Sen. Stabenow has a double digit lead in Michigan for a D Hold

Sen. Nelson has a 20 point lead over Harris in Florida for a D Hold

In the Tier 1 Senate races that will determine control of the chamber when the 110th Congress of the United States convenes on January 3:

Sen. Lieberman, now running as an Independent, has a double digit lead over his Democratic challenger in Connecticut. Earlier this week Sen. Lieberman announced his firm intention to caucus with the Democratic Party after his likely re-election to the Senate as an Independent, joining the only other Independent in the body, Sen. Jeffords, as a member of the Democratic Caucus.

Casey now has a double digit lead in multiple polls over Sen. Santorum in PA for
a D Pickup.

Brown now has a double digit lead over Sen. DeWine in Ohio for a D Pickup.

Ford leads Corker by 1 point in TN for a D Pickup of the seat being vacated by Sen. Frist. This race is hugely tight in that R state.

McCaskill has opened up a lead over Sen. Talent in MO of between 4-6 points depending on the poll for a D Pickup in the state that is considered the national bellwether for how the Democrats will do.

Tester is 6-7 points ahead of Sen. Burns in Montana for a D Pickup.

Whitehouse is 6-7 points ahead of Sen. Chafee in Rhode Island for a D Pickup

Sen. Menendez has opened up a 4-5 point lead over Kean in New Jersey for a D Hold.

Sen. Allen maintains a lead over Webb in Virginia for an R Hold but Allen’s lead is now down to just 2 points in a Washington Post poll that’s getting a lot of attention this week, not just because it shows the race tighter again, but more importantly because it was such a large statewide poll and has shown a huge split that has opened up between the Washington suburbs of Northern Virginia and the rest of the state. I’ve put the piece from the Post below for all of you.

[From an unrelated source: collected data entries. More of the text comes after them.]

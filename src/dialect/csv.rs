use super::DialectSpec;

/// RFC4180-ish CSV: CRLF lines, comma fields, double-quote enclosure, only
/// string columns (and anything that would otherwise collide) get quoted.
pub struct Csv;

impl DialectSpec for Csv {
    const LINE_TERMINATOR: &'static [u8] = b"\r\n";
    const FIELD_TERMINATOR: &'static [u8] = b",";
    const ENCLOSURE: Option<u8> = Some(b'"');
    const ESCAPE: Option<u8> = Some(b'\\');
    const OPTIONALLY_ENCLOSED: bool = true;
    const FILE_EXTENSION: &'static str = "csv";
}
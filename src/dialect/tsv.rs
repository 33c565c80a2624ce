use super::DialectSpec;

/// Tab-separated with CRLF lines and optional quoting of string columns.
pub struct Tsv;

impl DialectSpec for Tsv {
    const LINE_TERMINATOR: &'static [u8] = b"\r\n";
    const FIELD_TERMINATOR: &'static [u8] = b"\t";
    const ENCLOSURE: Option<u8> = Some(b'"');
    const ESCAPE: Option<u8> = Some(b'\\');
    const OPTIONALLY_ENCLOSED: bool = true;
    const FILE_EXTENSION: &'static str = "tsv";
}
//! Priority task queue (spec §4.6).
//!
//! Three priority levels, FIFO within a level, blocking `pop`, and an
//! ordered `shutdown(n)` that hands exactly `n` sentinel tasks to whichever
//! `n` workers call `pop` next. Built on `std::sync::{Mutex, Condvar}` —
//! no async runtime, no crossbeam.
//!
//! Generic over the task type `T` rather than hard-coding a closure
//! signature: the concrete alias (`Box<dyn FnOnce(&mut Worker) + Send>`)
//! belongs next to [`crate::worker::Worker`], not here — this module only
//! needs `T: Send`.

use std::collections::VecDeque;
use std::sync::{Condvar, Mutex};

#[derive(Debug, Clone, Copy, PartialEq, Eq, PartialOrd, Ord)]
pub enum Priority {
    Low,
    Medium,
    High,
}

enum Entry<T> {
    Task(T),
    Shutdown,
}

struct State<T> {
    high: VecDeque<Entry<T>>,
    medium: VecDeque<Entry<T>>,
    low: VecDeque<Entry<T>>,
    accepting: bool,
}

impl<T> State<T> {
    fn queue_for(&mut self, priority: Priority) -> &mut VecDeque<Entry<T>> {
        match priority {
            Priority::High => &mut self.high,
            Priority::Medium => &mut self.medium,
            Priority::Low => &mut self.low,
        }
    }

    fn pop_any(&mut self) -> Option<Entry<T>> {
        self.high
            .pop_front()
            .or_else(|| self.medium.pop_front())
            .or_else(|| self.low.pop_front())
    }

    fn is_empty(&self) -> bool {
        self.high.is_empty() && self.medium.is_empty() && self.low.is_empty()
    }
}

pub struct TaskQueue<T> {
    state: Mutex<State<T>>,
    not_empty: Condvar,
}

/// What [`TaskQueue::pop`] handed back.
pub enum PopResult<T> {
    Task(T),
    Shutdown,
}

impl<T> Default for TaskQueue<T> {
    fn default() -> Self {
        Self::new()
    }
}

impl<T> TaskQueue<T> {
    pub fn new() -> Self {
        Self {
            state: Mutex::new(State {
                high: VecDeque::new(),
                medium: VecDeque::new(),
                low: VecDeque::new(),
                accepting: true,
            }),
            not_empty: Condvar::new(),
        }
    }

    /// Enqueue one task at the given priority. No-op once shut down.
    pub fn push(&self, priority: Priority, task: T) {
        let mut state = self.state.lock().unwrap();
        if !state.accepting {
            return;
        }
        state.queue_for(priority).push_back(Entry::Task(task));
        self.not_empty.notify_one();
    }

    /// Stop accepting new tasks and enqueue `n` shutdown sentinels, one per
    /// worker that should exit. Sentinels are served highest-priority-first
    /// like any other task, so workers parked on `pop` wake promptly.
    pub fn shutdown(&self, n: usize) {
        let mut state = self.state.lock().unwrap();
        state.accepting = false;
        for _ in 0..n {
            state.high.push_front(Entry::Shutdown);
        }
        self.not_empty.notify_all();
    }

    /// Block until a task or shutdown sentinel is available.
    pub fn pop(&self) -> PopResult<T> {
        let mut state = self.state.lock().unwrap();
        loop {
            if let Some(entry) = state.pop_any() {
                return match entry {
                    Entry::Task(t) => PopResult::Task(t),
                    Entry::Shutdown => PopResult::Shutdown,
                };
            }
            state = self.not_empty.wait(state).unwrap();
        }
    }

    pub fn is_empty(&self) -> bool {
        self.state.lock().unwrap().is_empty()
    }
}

#[cfg(test)]
mod tests {
    use super::*;
    use std::sync::atomic::{AtomicUsize, Ordering};
    use std::sync::Arc;

    type TestTask = Box<dyn FnOnce() + Send>;

    #[test]
    fn high_priority_served_before_low() {
        let q: TaskQueue<TestTask> = TaskQueue::new();
        let order: Arc<Mutex<Vec<&'static str>>> = Arc::new(Mutex::new(Vec::new()));

        let o1 = order.clone();
        q.push(Priority::Low, Box::new(move || o1.lock().unwrap().push("low")));
        let o2 = order.clone();
        q.push(Priority::High, Box::new(move || o2.lock().unwrap().push("high")));
        let o3 = order.clone();
        q.push(Priority::Medium, Box::new(move || o3.lock().unwrap().push("medium")));

        for _ in 0..3 {
            if let PopResult::Task(t) = q.pop() {
                t();
            }
        }
        assert_eq!(*order.lock().unwrap(), vec!["high", "medium", "low"]);
    }

    #[test]
    fn shutdown_terminates_exactly_n_workers() {
        let q: Arc<TaskQueue<TestTask>> = Arc::new(TaskQueue::new());
        q.shutdown(2);

        let completed = Arc::new(AtomicUsize::new(0));
        let mut handles = Vec::new();
        for _ in 0..2 {
            let q = q.clone();
            let completed = completed.clone();
            handles.push(std::thread::spawn(move || {
                if let PopResult::Shutdown = q.pop() {
                    completed.fetch_add(1, Ordering::SeqCst);
                }
            }));
        }
        for h in handles {
            h.join().unwrap();
        }
        assert_eq!(completed.load(Ordering::SeqCst), 2);
    }

    #[test]
    fn push_after_shutdown_is_dropped() {
        let q: TaskQueue<TestTask> = TaskQueue::new();
        q.shutdown(0);
        q.push(Priority::High, Box::new(|| {}));
        assert!(q.is_empty());
    }
}
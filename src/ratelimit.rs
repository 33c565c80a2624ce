//! Per-thread byte-rate token bucket (spec §4.7).
//!
//! Hand-rolled rather than a generic request-rate-limiting crate: `throttle`
//! takes an arbitrary, variable byte cost on every call inside a tight
//! streaming loop, which doesn't fit the fixed-per-call-cost model most
//! token-bucket crates (e.g. `governor`) assume. Disabled entirely when
//! `max_rate` is zero.

use std::time::{Duration, Instant};

pub struct RateLimiter {
    max_rate_bytes_per_sec: u64,
    window_start: Instant,
    bytes_since_window: u64,
}

impl RateLimiter {
    pub fn new(max_rate_bytes_per_sec: u64) -> Self {
        Self {
            max_rate_bytes_per_sec,
            window_start: Instant::now(),
            bytes_since_window: 0,
        }
    }

    pub fn is_enabled(&self) -> bool {
        self.max_rate_bytes_per_sec > 0
    }

    /// Block until `n` more bytes would be within the configured rate,
    /// then account for them.
    pub fn throttle(&mut self, n: u64) {
        if !self.is_enabled() {
            return;
        }
        self.bytes_since_window += n;
        let elapsed = self.window_start.elapsed();
        let allowed = (self.max_rate_bytes_per_sec as f64 * elapsed.as_secs_f64()) as u64;
        if self.bytes_since_window > allowed {
            let deficit = self.bytes_since_window - allowed;
            let wait = Duration::from_secs_f64(deficit as f64 / self.max_rate_bytes_per_sec as f64);
            std::thread::sleep(wait);
        }
        // Reset the window periodically so `window_start`/`elapsed` don't
        // grow without bound over a long-running dump.
        if elapsed > Duration::from_secs(10) {
            self.window_start = Instant::now();
            self.bytes_since_window = 0;
        }
    }
}

#[cfg(test)]
mod tests {
    use super::*;

    #[test]
    fn disabled_when_max_rate_is_zero() {
        let mut rl = RateLimiter::new(0);
        assert!(!rl.is_enabled());
        let start = Instant::now();
        rl.throttle(1_000_000_000);
        assert!(start.elapsed() < Duration::from_millis(50));
    }

    #[test]
    fn throttle_bounds_observed_rate() {
        let mut rl = RateLimiter::new(1_000_000); // 1 MB/s
        let start = Instant::now();
        // Writing 2 MB instantly should force roughly a 1s wait given the
        // 1 MB/s cap, allowing generous scheduling slack.
        rl.throttle(2_000_000);
        let elapsed = start.elapsed();
        assert!(elapsed >= Duration::from_millis(800));
        assert!(elapsed <= Duration::from_millis(3000));
    }
}
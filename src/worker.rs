//! Worker (spec §4.7).
//!
//! Each worker owns one `Session` for its whole lifetime, runs the session
//! setup sequence, then loops pop/check-interrupt/run/check-interrupt until
//! it receives a shutdown sentinel. Spawned with `std::thread::Builder`, one
//! thread per worker — plain `std::thread`-only concurrency, no async
//! runtime, no crossbeam.

use std::sync::atomic::{AtomicBool, Ordering};
use std::sync::{Arc, Mutex};

use ahash::AHashMap;

use crate::chunker::{tracing_comment, ChunkPlan};
use crate::ddl::Issue;
use crate::dialect::{wrap_unsafe_projection, AnyDialectWriter, Dialect};
use crate::error::{DumpError, Result};
use crate::model::TableInfo;
use crate::progress::{Counters, ThreadState, ThreadStates};
use crate::queue::{PopResult, TaskQueue};
use crate::ratelimit::RateLimiter;
use crate::session::{Console, Directory, Session};
use crate::sink::{Compression, DumpWriteResult, Sink};

/// A unit of work handed to a worker thread. Takes `&mut Worker` so a task
/// can reach the worker's exclusively-owned `Session` and rate limiter,
/// mirroring `examples/original_source/modules/util/dump/dumper.h`'s
/// `std::function<void(Table_worker*)>`.
pub type Task = Box<dyn FnOnce(&mut Worker) + Send + 'static>;

/// Shared, process-wide state every worker thread reads from (spec §5).
pub struct WorkerContext {
    pub interrupt: Arc<AtomicBool>,
    pub directory: Arc<dyn Directory>,
    pub queue: Arc<TaskQueue<Task>>,
    pub counters: Arc<Counters>,
    pub thread_states: Arc<ThreadStates>,
    pub table_data_bytes: Arc<Mutex<AHashMap<(String, String), u64>>>,
    /// DDL compatibility issues captured per table/view, surfaced in the
    /// per-table manifest (spec §4.9).
    pub ddl_issues: Arc<Mutex<AHashMap<(String, String), Vec<Issue>>>>,
    pub dialect: Dialect,
    pub compression: Compression,
    pub use_base64: bool,
    pub max_rate_bytes_per_sec: u64,
    /// Rows between rate-limiter calls and global counter updates (spec §4.7: 2000).
    pub rate_limit_stride: u64,
    /// Character set passed to `SET NAMES` during session setup (spec §4.7).
    pub charset: String,
    /// Forces `SET TIME_ZONE='+00:00'` during session setup (spec §4.7, `--time-zone-utc`).
    pub time_zone_utc: bool,
    pub console: Arc<dyn Console>,
}

/// How often, in rows, the interrupt flag is checked inside the streaming
/// loop (spec §4.7/§5: "between every row").
const INTERRUPT_CHECK_EVERY_ROW: bool = true;

pub struct Worker {
    pub id: usize,
    session: Box<dyn Session>,
    ctx: Arc<WorkerContext>,
    rate_limiter: RateLimiter,
}

impl Worker {
    pub fn new(id: usize, mut session: Box<dyn Session>, ctx: Arc<WorkerContext>) -> Result<Self> {
        configure_session(session.as_mut(), &ctx.charset, ctx.time_zone_utc)?;
        let rate_limiter = RateLimiter::new(ctx.max_rate_bytes_per_sec);
        Ok(Self {
            id,
            session,
            ctx,
            rate_limiter,
        })
    }

    /// If `consistent`, start the transaction and notify the barrier before
    /// the controller releases the global read lock (spec §4.7 step 2,
    /// §5 "Workers start their transactions BEFORE the global read lock is
    /// released").
    pub fn start_consistent_transaction(&mut self) -> Result<()> {
        self.session
            .execute("SET SESSION TRANSACTION ISOLATION LEVEL REPEATABLE READ")?;
        self.session.execute("START TRANSACTION WITH CONSISTENT SNAPSHOT")?;
        Ok(())
    }

    pub fn connection_id(&self) -> u64 {
        self.session.get_connection_id()
    }

    /// Exposes the worker's exclusively-owned session to a running task
    /// (spec §4.7: "a task is a one-shot callable that receives the worker").
    pub fn session_mut(&mut self) -> &mut dyn Session {
        self.session.as_mut()
    }

    pub fn ctx(&self) -> &WorkerContext {
        &self.ctx
    }

    fn check_interrupt(&self) -> Result<()> {
        if self.ctx.interrupt.load(Ordering::Relaxed) {
            return Err(DumpError::Interrupted);
        }
        Ok(())
    }

    /// Main loop: pop, check interrupt, run task, check interrupt (spec §4.7
    /// step 5). Returns when a shutdown sentinel is observed.
    pub fn run(&mut self) -> Result<()> {
        loop {
            self.check_interrupt()?;
            match self.ctx.queue.pop() {
                PopResult::Shutdown => {
                    self.ctx.thread_states.set(self.id, ThreadState::Done);
                    return Ok(());
                }
                PopResult::Task(task) => {
                    self.check_interrupt()?;
                    task(self);
                    self.check_interrupt()?;
                }
            }
        }
    }

    /// Stream one chunk of one table (spec §4.7 "Streaming a data chunk").
    pub fn stream_chunk(&mut self, table: &TableInfo, chunk: &ChunkPlan) -> Result<DumpWriteResult> {
        self.ctx.thread_states.set(
            self.id,
            ThreadState::Streaming {
                schema: table.schema.clone(),
                table: table.name.clone(),
                chunk_id: chunk.chunk_id,
            },
        );

        let sql = build_chunk_query(table, chunk, self.ctx.use_base64);
        let ext = self.ctx.dialect.file_extension();
        let suffix = self.ctx.compression.extension_suffix();
        let chunk_marker = if is_last_chunk(chunk) { "@@" } else { "@" };
        let file_name = format!("{}{}{}.{}{}", table.basename, chunk_marker, chunk.chunk_id, ext, suffix);

        let writer = AnyDialectWriter::new(self.ctx.dialect, self.ctx.use_base64);
        let mut sink = match Sink::create(self.ctx.directory.as_ref(), &file_name, self.ctx.compression, true) {
            Ok(s) => s,
            Err(e) => return Err(e),
        };

        let mut buf = crate::buffer::Buffer::new();
        let mut rows_since_rate_check = 0u64;
        let mut stream_err: Option<DumpError> = None;

        // Pre-extract the fields the closure needs so it borrows disjoint
        // parts of `self` (interrupt flag, rate limiter) rather than `self`
        // as a whole, leaving `self.session` free to be borrowed mutably as
        // the `stream_query` receiver below.
        let interrupt = self.ctx.interrupt.clone();
        let rate_limit_stride = self.ctx.rate_limit_stride;
        let rate_limiter = &mut self.rate_limiter;

        let row_count = self.session.stream_query(&sql, &mut |row| {
            if interrupt.load(Ordering::Relaxed) {
                return Err(DumpError::Interrupted);
            }
            buf.clear();
            writer.write_row(row, &mut buf);
            if let Err(e) = sink.write_row(buf.as_slice()) {
                stream_err = Some(e);
                return Ok(());
            }
            rows_since_rate_check += 1;
            if rows_since_rate_check >= rate_limit_stride {
                rate_limiter.throttle(buf.len() as u64 * rows_since_rate_check);
                rows_since_rate_check = 0;
                let _ = INTERRUPT_CHECK_EVERY_ROW;
            }
            Ok(())
        });

        if let Some(e) = stream_err {
            let _ = sink.abandon();
            return Err(e);
        }
        row_count?;

        match sink.finish() {
            Ok(result) => {
                self.ctx.counters.add_rows(result.rows);
                self.ctx.counters.add_bytes(result.data_bytes, result.bytes_written);
                let mut map = self.ctx.table_data_bytes.lock().unwrap();
                *map.entry((table.schema.clone(), table.name.clone())).or_insert(0) += result.data_bytes;
                Ok(result)
            }
            Err(e) => Err(e),
        }
    }
}

fn is_last_chunk(chunk: &ChunkPlan) -> bool {
    chunk.is_last
}

/// Session setup performed once, right after connecting (spec §4.7 step 4).
fn configure_session(session: &mut dyn Session, charset: &str, time_zone_utc: bool) -> Result<()> {
    session.execute("SET SQL_MODE=''")?;
    session.execute(&format!("SET NAMES {charset}"))?;
    session.execute("SET net_write_timeout=1800")?;
    session.execute("SET wait_timeout=31536000")?;
    if time_zone_utc {
        session.execute("SET TIME_ZONE='+00:00'")?;
    }
    Ok(())
}

fn build_chunk_query(table: &TableInfo, chunk: &ChunkPlan, use_base64: bool) -> String {
    let projections: Vec<String> = table
        .columns
        .iter()
        .map(|c| {
            let col = format!("`{}`", c.name);
            if c.csv_unsafe {
                wrap_unsafe_projection(&col, use_base64)
            } else {
                col
            }
        })
        .collect();

    let key_name = table.index.as_ref().map(|i| i.name.clone());
    let mut where_clauses = Vec::new();
    if let (Some(range), Some(key)) = (&chunk.range, &key_name) {
        where_clauses.push(format!("`{key}` BETWEEN {} AND {}", range.begin, range.end));
    }
    if chunk.include_nulls {
        if let Some(key) = &key_name {
            if let Some(last) = where_clauses.last_mut() {
                *last = format!("({last} OR `{key}` IS NULL)");
            }
        }
    }

    let where_sql = if where_clauses.is_empty() {
        String::new()
    } else {
        format!("WHERE {} ", where_clauses.join(" AND "))
    };

    let order_sql = key_name
        .as_ref()
        .map(|k| format!("ORDER BY `{k}` "))
        .unwrap_or_default();

    format!(
        "SELECT {} FROM `{}`.`{}` {}{}{}",
        projections.join(", "),
        table.schema,
        table.name,
        where_sql,
        order_sql,
        tracing_comment(&table.schema, &table.name, chunk.chunk_id)
    )
}

#[cfg(test)]
mod tests {
    use super::*;
    use crate::chunker::Range;
    use crate::model::{ColumnMeta, IndexMeta};
    use crate::session::ColumnType;

    fn sample_table() -> TableInfo {
        TableInfo {
            schema: "s".into(),
            name: "t".into(),
            basename: "s@t".into(),
            row_count_estimate: 3,
            avg_row_length: 16,
            index: Some(IndexMeta { name: "id".into(), is_primary: true }),
            columns: vec![
                ColumnMeta { name: "id".into(), ty: ColumnType::Int, csv_unsafe: false },
                ColumnMeta { name: "blob_col".into(), ty: ColumnType::Blob, csv_unsafe: true },
            ],
            triggers: vec![],
        }
    }

    #[test]
    fn chunk_query_wraps_csv_unsafe_columns_and_carries_tracing_comment() {
        let table = sample_table();
        let chunk = ChunkPlan {
            chunk_id: 0,
            range: Some(Range { begin: "1".into(), end: "100".into() }),
            include_nulls: true,
            is_last: false,
        };
        let sql = build_chunk_query(&table, &chunk, true);
        assert!(sql.contains("TO_BASE64(`blob_col`)"));
        assert!(sql.contains("BETWEEN 1 AND 100"));
        assert!(sql.contains("OR `id` IS NULL"));
        assert!(sql.contains("chunk ID: 0"));
    }

    #[test]
    fn chunk_query_uses_hex_when_base64_disabled() {
        let table = sample_table();
        let chunk = ChunkPlan { chunk_id: 1, range: None, include_nulls: false, is_last: true };
        let sql = build_chunk_query(&table, &chunk, false);
        assert!(sql.contains("HEX(`blob_col`)"));
        assert!(!sql.contains("WHERE"));
    }
}
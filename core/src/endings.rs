//! End-condition evaluator — runs once per day, after settlement.

use crate::{config::EndingConfig, state::GameState};
use serde::{Deserialize, Serialize};

#[derive(Debug, Clone, Copy, Serialize, Deserialize, PartialEq, Eq)]
#[serde(rename_all = "snake_case")]
pub enum EndReason {
    Bankrupt,
    Fired,
    UptimeStreak,
    RevenueTarget,
}

impl EndReason {
    pub fn headline(&self) -> &'static str {
        match self {
            Self::Bankrupt => "Bankrupt! The bank seized your assets.",
            Self::Fired => "Fired! The board lost confidence in your leadership.",
            Self::UptimeStreak => "Perfect! 90 days at 99.9% uptime!",
            Self::RevenueTarget => "Champion! $1M monthly revenue achieved!",
        }
    }
}

#[derive(Debug, Clone, Copy, Serialize, Deserialize, PartialEq, Eq)]
#[serde(tag = "result", rename_all = "snake_case")]
pub enum GameOutcome {
    Won { reason: EndReason },
    Lost { reason: EndReason },
}

/// Check lose conditions first, then wins. First match ends the game.
pub fn evaluate(state: &GameState, cfg: &EndingConfig) -> Option<GameOutcome> {
    if state.money < cfg.bankruptcy_floor {
        return Some(GameOutcome::Lost {
            reason: EndReason::Bankrupt,
        });
    }
    if state.reputation <= 0 {
        return Some(GameOutcome::Lost {
            reason: EndReason::Fired,
        });
    }
    if state.clock.day >= cfg.win_day && state.uptime >= cfg.win_uptime {
        return Some(GameOutcome::Won {
            reason: EndReason::UptimeStreak,
        });
    }
    if state.monthly_revenue() >= cfg.revenue_target {
        return Some(GameOutcome::Won {
            reason: EndReason::RevenueTarget,
        });
    }
    None
}
//! The presentation surface — everything the view and audio layers see.
//!
//! RULE: the core emits `SimEvent`s and never depends on how (or
//! whether) they are rendered. Severity and audio cue are accessor
//! methods so the presentation layer needs no tables of its own.

use crate::{
    endings::GameOutcome,
    staffing::StaffRoleId,
    tickets::{Assignee, Priority},
    types::{MessageId, Tick, TicketId},
};
use serde::{Deserialize, Serialize};

/// Every notification emitted during simulation.
/// Variants are added over time — never removed or reordered.
#[derive(Debug, Clone, Serialize, Deserialize, PartialEq)]
#[serde(tag = "type", rename_all = "snake_case")]
pub enum SimEvent {
    // ── Session ────────────────────────────────────
    GameStarted { company: String },
    Paused,
    Resumed,
    DailySettlement { day: u32, salaries: i64, revenue: i64 },
    GameEnded { outcome: GameOutcome },

    // ── Tickets ────────────────────────────────────
    TicketCreated { ticket_id: TicketId, title: String, priority: Priority },
    TicketAssigned { ticket_id: TicketId, assignee: Assignee },
    TicketResolved { ticket_id: TicketId, assignee: Assignee },
    TicketRetry { ticket_id: TicketId, assignee: Assignee },
    TicketFailed { ticket_id: TicketId, penalty: i64 },

    // ── Infrastructure ─────────────────────────────
    PowerOverload { used_mw: f64, max_mw: f64 },
    PowerUpgraded { new_max_mw: f64, cost: i64 },
    CoolingFailure { ticket_id: TicketId },
    CoolingMaintained { health: i32, cost: i64 },
    PowerSpike { damaged: bool },
    NetworkDegraded,

    // ── Clients ────────────────────────────────────
    ClientSigned { name: String, monthly_revenue: i64 },
    OfferDeclined { name: String },
    ChurnWarning { name: String, satisfaction: f64 },
    ContractRenewed { name: String },
    ContractLost { name: String, monthly_revenue: i64 },
    CompetitorUndercut,

    // ── Staffing ───────────────────────────────────
    StaffHired { name: String, role: StaffRoleId },
    StaffSick { role: StaffRoleId, back_in: Tick },
    StaffReturned { role: StaffRoleId },

    // ── Inbox & misc ───────────────────────────────
    MessagePosted { message_id: MessageId, urgent: bool },
    ServerOrdered { cost: i64 },
    TutorialComplete,
}

/// How the view layer should style a notification.
#[derive(Debug, Clone, Copy, Serialize, Deserialize, PartialEq, Eq)]
#[serde(rename_all = "snake_case")]
pub enum Severity {
    Info,
    Success,
    Warning,
    Critical,
}

/// Discrete audio cues. The core never plays them.
#[derive(Debug, Clone, Copy, Serialize, Deserialize, PartialEq, Eq)]
#[serde(rename_all = "snake_case")]
pub enum Cue {
    Tick,
    Success,
    Error,
    Alert,
    Critical,
}

impl SimEvent {
    pub fn severity(&self) -> Severity {
        match self {
            Self::TicketResolved { .. }
            | Self::ContractRenewed { .. }
            | Self::ClientSigned { .. }
            | Self::CoolingMaintained { .. }
            | Self::PowerUpgraded { .. }
            | Self::StaffHired { .. }
            | Self::StaffReturned { .. }
            | Self::ServerOrdered { .. }
            | Self::TutorialComplete => Severity::Success,

            Self::TicketRetry { .. }
            | Self::ChurnWarning { .. }
            | Self::StaffSick { .. }
            | Self::NetworkDegraded
            | Self::CompetitorUndercut
            | Self::OfferDeclined { .. } => Severity::Warning,

            Self::TicketFailed { .. }
            | Self::PowerOverload { .. }
            | Self::CoolingFailure { .. }
            | Self::ContractLost { .. }
            | Self::GameEnded { .. } => Severity::Critical,

            Self::TicketCreated { priority, .. } => match priority {
                Priority::P1 => Severity::Critical,
                Priority::P2 => Severity::Warning,
            },

            Self::PowerSpike { damaged } => {
                if *damaged {
                    Severity::Critical
                } else {
                    Severity::Info
                }
            }

            _ => Severity::Info,
        }
    }

    /// The audio cue for this event, if any.
    pub fn cue(&self) -> Option<Cue> {
        match self.severity() {
            Severity::Critical => Some(Cue::Critical),
            Severity::Success => Some(Cue::Success),
            Severity::Warning => match self {
                Self::TicketRetry { .. } | Self::OfferDeclined { .. } => Some(Cue::Error),
                _ => Some(Cue::Alert),
            },
            Severity::Info => match self {
                Self::MessagePosted { urgent: true, .. } => Some(Cue::Alert),
                _ => None,
            },
        }
    }
}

Back to the Senate polling though. The Democrats need a net gain of 6 seats in the Senate to take control and do things like make Harry Reid Majority Leader, Robert Byrd as Chair of the Appropriations Committee, Carl Levin as Chair of the Armed Services Committee, Jim Jeffords (huge environmentalist) as Chair of the Environment and Public Works Committee, Joe Biden as Chair of the Foreign Relations Committee, Ted Kennedy as Chair of the Health, Education, and Labor Committee, Patrick Leahy as Chair of the Judiciary Committee, and Hillary Clinton as Chair of the Fisheries, Wildlife, and Water Subcommittee at the Environment and Public Works Committee. If the election were held today, polling indicates that the Democrats would have a net gain of 6 seats to take control of the Senate with a 51-49 majority because of their clean sweep of all the close races. As I had stated previously, there is no margin for error and if one race such as the Tennessee race or the Missouri race tips back to the Rs, and Allen wins in VA, it would be a 50-50 Senate with Vice President Cheney breaking the tie in favor of the Republicans maintaining control. With less
than three weeks to go, much is uncertain.

Well, those are the numbers for this week. If the numbers warrant it, I’ll do two polling updates next week and the week after that.

Elections May Leave Bush An Early Lame Duck

By Peter Baker and Michael A. Fletcher
Washington Post Staff Writers
Wednesday, October 18, 2006; A01

On desks around the West Wing sit digital clocks counting down the days and hours left in the Bush presidency, reminders to the White House staff to use the time left as effectively as possible. As of 8 a.m. today, those clocks will read 825 days, four hours. But if the elections go the way pollsters and pundits predict, they might as well read 20 days.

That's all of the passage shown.